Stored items
------------

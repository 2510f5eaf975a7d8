//! One-shot dashboard evaluation.
//!
//! [`evaluate`] is a pure function of its inputs and `now`: calling it twice
//! with the same arguments yields the same report.

use chrono::{NaiveDate, NaiveDateTime};
use serde::{Deserialize, Serialize};
use tracing::debug;

use crate::adherence::{
    daily_adherence, slot_badge, streak, weekly_adherence, AdherenceRules, DailyAdherence,
    DoseMatcher, DoseState, SupplementStatus, WeeklyAdherence,
};
use crate::alerts::{merge_alerts, Alert, AlertEngine, AlertThresholds};
use crate::correlation::{correlate, symptom_trends, CorrelationRules, SymptomTrend};
use crate::protocol::{hhmm, ProtocolDocument};
use crate::records::{DoseRecord, MealRecord, SleepRecord, SymptomRecord, VitalRecord};
use crate::timing::{NextDose, SlotTiming, TimingRules};

/// Everything the data-access layer supplies for one evaluation.
#[derive(Debug, Clone, Default, PartialEq, Serialize, Deserialize)]
pub struct DashboardInput {
    #[serde(default)]
    pub vitals: Vec<VitalRecord>,
    #[serde(default)]
    pub sleep: Vec<SleepRecord>,
    #[serde(default)]
    pub symptoms: Vec<SymptomRecord>,
    #[serde(default)]
    pub doses: Vec<DoseRecord>,
    #[serde(default)]
    pub meals: Vec<MealRecord>,
    #[serde(default)]
    pub protocol: ProtocolDocument,
    /// Alerts persisted by the data layer, merged after detected ones.
    #[serde(default)]
    pub external_alerts: Vec<Alert>,
}

/// Engine tunables.
#[derive(Debug, Clone, Default, PartialEq, Serialize, Deserialize)]
pub struct Settings {
    #[serde(default)]
    pub timing: TimingRules,
    #[serde(default)]
    pub adherence: AdherenceRules,
    #[serde(default)]
    pub alerts: AlertThresholds,
    #[serde(default)]
    pub correlation: CorrelationRules,
}

/// Per-slot summary for today.
#[derive(Debug, Clone, PartialEq, Serialize)]
pub struct SlotSummary {
    pub key: String,
    pub label: String,
    #[serde(with = "hhmm")]
    pub time_of_day: chrono::NaiveTime,
    pub badge: Option<DoseState>,
    pub active: bool,
}

#[derive(Debug, Clone, PartialEq, Eq, Serialize)]
pub struct PhaseProgress {
    pub name: String,
    pub progress_pct: u8,
    pub days_remaining: i64,
}

#[derive(Debug, Clone, PartialEq, Serialize)]
pub struct DashboardReport {
    pub now: NaiveDateTime,
    pub today: NaiveDate,
    pub current_slot: Option<String>,
    pub slots: Vec<SlotSummary>,
    pub statuses: Vec<SupplementStatus>,
    pub next_dose: Option<NextDose>,
    pub daily: DailyAdherence,
    pub weekly: WeeklyAdherence,
    pub streak: u32,
    pub phase: Option<PhaseProgress>,
    pub alerts: Vec<Alert>,
    pub insights: Vec<String>,
    pub trends: Vec<SymptomTrend>,
}

/// Evaluate the dashboard as of `now`.
pub fn evaluate(input: &DashboardInput, now: NaiveDateTime, settings: &Settings) -> DashboardReport {
    let today = now.date();
    let schedule = &input.protocol.schedule;
    let timing = SlotTiming::new(schedule, settings.timing);
    let aliases = settings.adherence.alias_table();
    let matcher = DoseMatcher::new(timing, &aliases, settings.adherence.match_policy);

    let statuses = matcher.day_statuses(today, &input.doses, now);
    let slots = schedule
        .slots
        .iter()
        .map(|slot| {
            let in_slot: Vec<SupplementStatus> = statuses
                .iter()
                .filter(|s| s.slot == slot.key)
                .cloned()
                .collect();
            SlotSummary {
                key: slot.key.clone(),
                label: slot.label.clone(),
                time_of_day: slot.time_of_day,
                badge: slot_badge(&in_slot),
                active: timing.is_active(slot, now),
            }
        })
        .collect();

    let daily = daily_adherence(&matcher, today, &input.doses);
    let weekly = weekly_adherence(&matcher, today, &input.doses);
    let streak_days = streak(
        &matcher,
        &input.doses,
        today,
        settings.adherence.streak_threshold_pct,
    );

    let phase = input.protocol.phase.as_ref();
    let engine = AlertEngine::with_thresholds(settings.alerts.clone());
    let detected = engine.detect(&input.vitals, &input.sleep, &input.doses, phase, now);
    let alerts = merge_alerts(detected, input.external_alerts.clone());

    let trends = symptom_trends(&input.symptoms, &settings.correlation);
    let mut insights = correlate(
        &input.symptoms,
        &input.vitals,
        &input.sleep,
        &settings.correlation,
    );
    insights.extend(trends.iter().filter_map(SymptomTrend::insight));

    let report = DashboardReport {
        now,
        today,
        current_slot: timing.current_slot(now).map(|s| s.key.clone()),
        slots,
        next_dose: timing.next_dose(now, &statuses),
        statuses,
        daily,
        weekly,
        streak: streak_days,
        phase: phase.map(|p| PhaseProgress {
            name: p.name.clone(),
            progress_pct: p.progress_pct(today),
            days_remaining: p.days_remaining(today),
        }),
        alerts,
        insights,
        trends,
    };

    debug!(
        %now,
        daily_pct = report.daily.percentage,
        weekly_pct = report.weekly.percentage,
        streak = report.streak,
        alerts = report.alerts.len(),
        insights = report.insights.len(),
        "dashboard evaluated"
    );
    report
}

#[cfg(test)]
mod tests {
    use super::*;
    use crate::alerts::AlertPriority;

    fn now() -> NaiveDateTime {
        NaiveDate::from_ymd_opt(2024, 3, 10)
            .unwrap()
            .and_hms_opt(11, 0, 0)
            .unwrap()
    }

    #[test]
    fn empty_input_degrades_to_no_data() {
        let report = evaluate(&DashboardInput::default(), now(), &Settings::default());
        assert_eq!(report.daily.taken, 0);
        assert_eq!(report.daily.total, 8);
        assert_eq!(report.streak, 0);
        assert!(report.phase.is_none());
        assert!(report.insights.is_empty());
        assert_eq!(report.current_slot.as_deref(), Some("lunch"));

        // Only the no-dose reminder fires at 11:00.
        assert_eq!(report.alerts.len(), 1);
        assert_eq!(report.alerts[0].priority, AlertPriority::Low);

        assert_eq!(report.statuses.len(), 8);
        let missed = report
            .statuses
            .iter()
            .filter(|s| s.state == DoseState::Missed)
            .count();
        // 07:00 and 08:00 are past their grace period; lunch is not.
        assert_eq!(missed, 3);
    }

    #[test]
    fn slots_carry_badges() {
        let mut input = DashboardInput::default();
        input.doses.push(DoseRecord {
            supplement_name: "Allimax".into(),
            dosage: "450mg".into(),
            logged_at: NaiveDate::from_ymd_opt(2024, 3, 10)
                .unwrap()
                .and_hms_opt(7, 10, 0)
                .unwrap(),
            date: "2024-03-10".into(),
        });
        let report = evaluate(&input, now(), &Settings::default());
        let morning = &report.slots[0];
        assert_eq!(morning.badge, Some(DoseState::Taken));
        assert_eq!(report.slots[1].badge, Some(DoseState::Missed));
        assert_eq!(report.slots[2].badge, Some(DoseState::Pending));
        assert!(report.slots[2].active);
    }
}
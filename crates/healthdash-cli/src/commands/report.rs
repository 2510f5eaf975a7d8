use clap::Subcommand;
use healthdash_core::reports::{
    food_reactions, medical_report, symptom_summary, weekly_report, SYMPTOM_SUMMARY_DAYS,
};

use crate::common::{print_json, with_matcher, CliResult, Globals};

#[derive(Subcommand)]
pub enum ReportAction {
    /// Adherence and symptom digest for the last seven days
    Weekly,
    /// Treatment history, 30-day symptoms and die-off episodes for a clinician
    Medical,
    /// Per-symptom severity summary
    Symptoms {
        /// Look-back in days
        #[arg(long, default_value_t = SYMPTOM_SUMMARY_DAYS)]
        days: i64,
    },
    /// Which foods coincide with bad reactions
    Foods,
}

pub fn run(globals: &Globals, action: ReportAction) -> CliResult {
    let ctx = globals.context()?;
    let today = ctx.now.date();

    match action {
        ReportAction::Weekly => {
            let input = ctx.input();
            let settings = ctx.config.settings();
            let episodes = ctx.store.dieoff_episodes();
            let report = with_matcher(&input, &settings, |m| {
                weekly_report(m, &input.doses, &input.symptoms, &episodes, today)
            });
            print_json(&report)
        }
        ReportAction::Medical => print_json(&medical_report(
            &ctx.store.treatment_history(),
            &ctx.store.protocol(),
            &ctx.store.symptoms(),
            &ctx.store.dieoff_episodes(),
            today,
        )),
        ReportAction::Symptoms { days } => {
            if days <= 0 {
                return Err(format!("--days must be positive, got {days}").into());
            }
            print_json(&symptom_summary(&ctx.store.symptoms(), today, days))
        }
        ReportAction::Foods => print_json(&food_reactions(&ctx.store.meals())),
    }
}
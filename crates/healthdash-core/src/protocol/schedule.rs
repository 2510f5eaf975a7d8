use chrono::NaiveTime;
use serde::{Deserialize, Serialize};

use crate::error::ValidationError;

/// A supplement and its dosage within a slot.
#[derive(Debug, Clone, PartialEq, Eq, Serialize, Deserialize)]
pub struct SupplementDose {
    pub name: String,
    pub dosage: String,
}

impl SupplementDose {
    pub fn new(name: impl Into<String>, dosage: impl Into<String>) -> Self {
        Self {
            name: name.into(),
            dosage: dosage.into(),
        }
    }
}

/// A named time-of-day dosing checkpoint.
#[derive(Debug, Clone, PartialEq, Eq, Serialize, Deserialize)]
pub struct ScheduleSlot {
    pub key: String,
    pub label: String,
    #[serde(with = "hhmm")]
    pub time_of_day: NaiveTime,
    pub supplements: Vec<SupplementDose>,
}

/// Ordered list of slots covering one day.
#[derive(Debug, Clone, PartialEq, Eq, Serialize, Deserialize)]
pub struct ProtocolSchedule {
    pub slots: Vec<ScheduleSlot>,
}

impl ProtocolSchedule {
    /// Build a schedule, rejecting slots that are not strictly ascending.
    pub fn new(slots: Vec<ScheduleSlot>) -> Result<Self, ValidationError> {
        let schedule = Self { slots };
        schedule.validate()?;
        Ok(schedule)
    }

    /// The kill-phase protocol: five slots, eight doses a day.
    pub fn default_kill_phase() -> Self {
        let slot = |key: &str, label: &str, h: u32, doses: Vec<SupplementDose>| ScheduleSlot {
            key: key.to_string(),
            label: label.to_string(),
            time_of_day: NaiveTime::from_hms_opt(h, 0, 0).unwrap_or_default(),
            supplements: doses,
        };

        Self {
            slots: vec![
                slot(
                    "morning_empty_stomach",
                    "Morning (Empty Stomach)",
                    7,
                    vec![
                        SupplementDose::new("Allimax", "450mg"),
                        SupplementDose::new("Neem", "300mg"),
                    ],
                ),
                slot(
                    "breakfast",
                    "Breakfast",
                    8,
                    vec![SupplementDose::new("Probiotic (S. boulardii)", "250mg")],
                ),
                slot(
                    "lunch",
                    "Lunch",
                    12,
                    vec![
                        SupplementDose::new("Allimax", "450mg"),
                        SupplementDose::new("Neem", "300mg"),
                    ],
                ),
                slot(
                    "dinner",
                    "Dinner",
                    18,
                    vec![
                        SupplementDose::new("Allimax", "450mg"),
                        SupplementDose::new("Neem", "300mg"),
                    ],
                ),
                slot(
                    "bedtime",
                    "Bedtime",
                    22,
                    vec![SupplementDose::new("Prokinetic", "1 capsule")],
                ),
            ],
        }
    }

    /// Check that slot times are unique and ascending.
    pub fn validate(&self) -> Result<(), ValidationError> {
        for pair in self.slots.windows(2) {
            if pair[1].time_of_day <= pair[0].time_of_day {
                return Err(ValidationError::UnorderedSlot {
                    key: pair[1].key.clone(),
                    time: pair[1].time_of_day.format("%H:%M").to_string(),
                });
            }
        }
        Ok(())
    }

    /// Total scheduled doses per day; the denominator of daily adherence.
    pub fn doses_per_day(&self) -> u32 {
        self.slots.iter().map(|s| s.supplements.len() as u32).sum()
    }

    /// The earliest slot of the day.
    pub fn first_slot(&self) -> Option<&ScheduleSlot> {
        self.slots.iter().min_by_key(|s| s.time_of_day)
    }

    pub fn slot(&self, key: &str) -> Option<&ScheduleSlot> {
        self.slots.iter().find(|s| s.key == key)
    }

    pub fn is_empty(&self) -> bool {
        self.slots.is_empty()
    }
}

impl Default for ProtocolSchedule {
    fn default() -> Self {
        Self::default_kill_phase()
    }
}

/// Parse an `HH:MM` time of day.
pub fn parse_time_of_day(raw: &str) -> Result<NaiveTime, ValidationError> {
    NaiveTime::parse_from_str(raw.trim(), "%H:%M")
        .map_err(|_| ValidationError::InvalidTimeOfDay(raw.to_string()))
}

/// Serde adapter for `HH:MM` strings.
pub mod hhmm {
    use chrono::NaiveTime;
    use serde::{Deserialize, Deserializer, Serializer};

    pub fn serialize<S>(time: &NaiveTime, serializer: S) -> Result<S::Ok, S::Error>
    where
        S: Serializer,
    {
        serializer.serialize_str(&time.format("%H:%M").to_string())
    }

    pub fn deserialize<'de, D>(deserializer: D) -> Result<NaiveTime, D::Error>
    where
        D: Deserializer<'de>,
    {
        let raw = String::deserialize(deserializer)?;
        super::parse_time_of_day(&raw).map_err(serde::de::Error::custom)
    }
}

#[cfg(test)]
mod tests {
    use super::*;

    #[test]
    fn default_schedule_has_eight_doses() {
        let schedule = ProtocolSchedule::default_kill_phase();
        assert_eq!(schedule.slots.len(), 5);
        assert_eq!(schedule.doses_per_day(), 8);
        assert!(schedule.validate().is_ok());
    }

    #[test]
    fn validate_rejects_duplicate_times() {
        let mut schedule = ProtocolSchedule::default_kill_phase();
        schedule.slots[1].time_of_day = schedule.slots[0].time_of_day;
        let err = schedule.validate().unwrap_err();
        assert_eq!(
            err,
            ValidationError::UnorderedSlot {
                key: "breakfast".into(),
                time: "07:00".into()
            }
        );
    }

    #[test]
    fn new_rejects_descending_slots() {
        let mut slots = ProtocolSchedule::default_kill_phase().slots;
        slots.swap(2, 3);
        assert!(ProtocolSchedule::new(slots).is_err());
    }

    #[test]
    fn slot_serializes_time_as_hhmm() {
        let schedule = ProtocolSchedule::default_kill_phase();
        let json = serde_json::to_value(&schedule.slots[2]).unwrap();
        assert_eq!(json["time_of_day"], "12:00");

        let back: ScheduleSlot = serde_json::from_value(json).unwrap();
        assert_eq!(back, schedule.slots[2]);
    }

    #[test]
    fn bad_time_of_day_is_rejected() {
        assert!(parse_time_of_day("7am").is_err());
        assert!(parse_time_of_day("25:00").is_err());
        assert_eq!(
            parse_time_of_day("07:30").unwrap(),
            NaiveTime::from_hms_opt(7, 30, 0).unwrap()
        );
    }
}
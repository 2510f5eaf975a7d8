//! # Healthdash Core Library
//!
//! Decision engine for a personal health-tracking dashboard that follows a
//! supplement treatment protocol. Given logged doses, daily vitals, nightly
//! sleep and symptom entries, it works out which doses are due or missed,
//! adherence percentages and streaks, threshold alerts and plain-language
//! symptom insights.
//!
//! ## Architecture
//!
//! - **Evaluation**: [`evaluate`] is a pure function of a [`DashboardInput`]
//!   snapshot, the current local time and [`Settings`]
//! - **Storage**: JSON record files read by [`DataStore`] and TOML
//!   configuration managed by [`Config`]
//! - **Clock**: the only place wall-clock time enters; everything else
//!   takes `now` as an argument
//!
//! ## Key Components
//!
//! - [`SlotTiming`]: slot windows, the current slot and the next dose
//! - [`DoseMatcher`]: decides whether a scheduled dose was taken
//! - [`AlertEngine`]: HRV, sleep and protocol alerts
//! - [`correlate`]: symptom/biometric insight strings

pub mod adherence;
pub mod alerts;
pub mod clock;
pub mod correlation;
pub mod error;
pub mod evaluation;
pub mod protocol;
pub mod records;
pub mod reports;
pub mod risk;
pub mod series;
pub mod storage;
pub mod timing;
pub mod wearables;

pub use adherence::{AdherenceRules, DailyAdherence, DoseMatcher, DoseState, MatchPolicy, WeeklyAdherence};
pub use alerts::{Alert, AlertCategory, AlertEngine, AlertPriority, AlertThresholds};
pub use clock::{Clock, FixedClock, SystemClock, Timezone};
pub use correlation::{correlate, CorrelationRules, SymptomTrend};
pub use error::{ConfigError, CoreError, ValidationError};
pub use evaluation::{evaluate, DashboardInput, DashboardReport, Settings};
pub use protocol::{ProtocolDocument, ProtocolPhase, ProtocolSchedule, ScheduleSlot};
pub use records::{
    DieoffEpisode, DoseRecord, MealRecord, SleepRecord, SymptomRecord, VitalRecord,
};
pub use storage::{Config, DataStore};
pub use timing::{NextDose, SlotTiming, TimingRules};
use chrono::NaiveDate;
use serde::{Deserialize, Serialize};

use super::schedule::ProtocolSchedule;

/// A dated treatment phase (e.g. "Kill Phase").
#[derive(Debug, Clone, PartialEq, Eq, Serialize, Deserialize)]
pub struct ProtocolPhase {
    pub name: String,
    pub start_date: NaiveDate,
    pub end_date: NaiveDate,
}

impl ProtocolPhase {
    /// Whole days from `today` until the phase ends; negative once it is over.
    pub fn days_remaining(&self, today: NaiveDate) -> i64 {
        (self.end_date - today).num_days()
    }

    /// Elapsed share of the phase as a rounded percentage in 0..=100.
    pub fn progress_pct(&self, today: NaiveDate) -> u8 {
        let total = (self.end_date - self.start_date).num_days();
        if total <= 0 {
            return if today >= self.end_date { 100 } else { 0 };
        }
        let elapsed = (today - self.start_date).num_days();
        let pct = (elapsed as f64 / total as f64 * 100.0).round();
        pct.clamp(0.0, 100.0) as u8
    }

    pub fn contains(&self, today: NaiveDate) -> bool {
        self.start_date <= today && today <= self.end_date
    }
}

/// The protocol document supplied by the data-access layer.
#[derive(Debug, Clone, Default, PartialEq, Eq, Serialize, Deserialize)]
pub struct ProtocolDocument {
    #[serde(default)]
    pub phase: Option<ProtocolPhase>,
    #[serde(default)]
    pub schedule: ProtocolSchedule,
}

------------

> [WHAT YOU ARE ASKED TO DO]
Within the records above, tally the lines that contain "SymptomTrend". Give the total and nothing more.

> [ANSWER SPACE]
4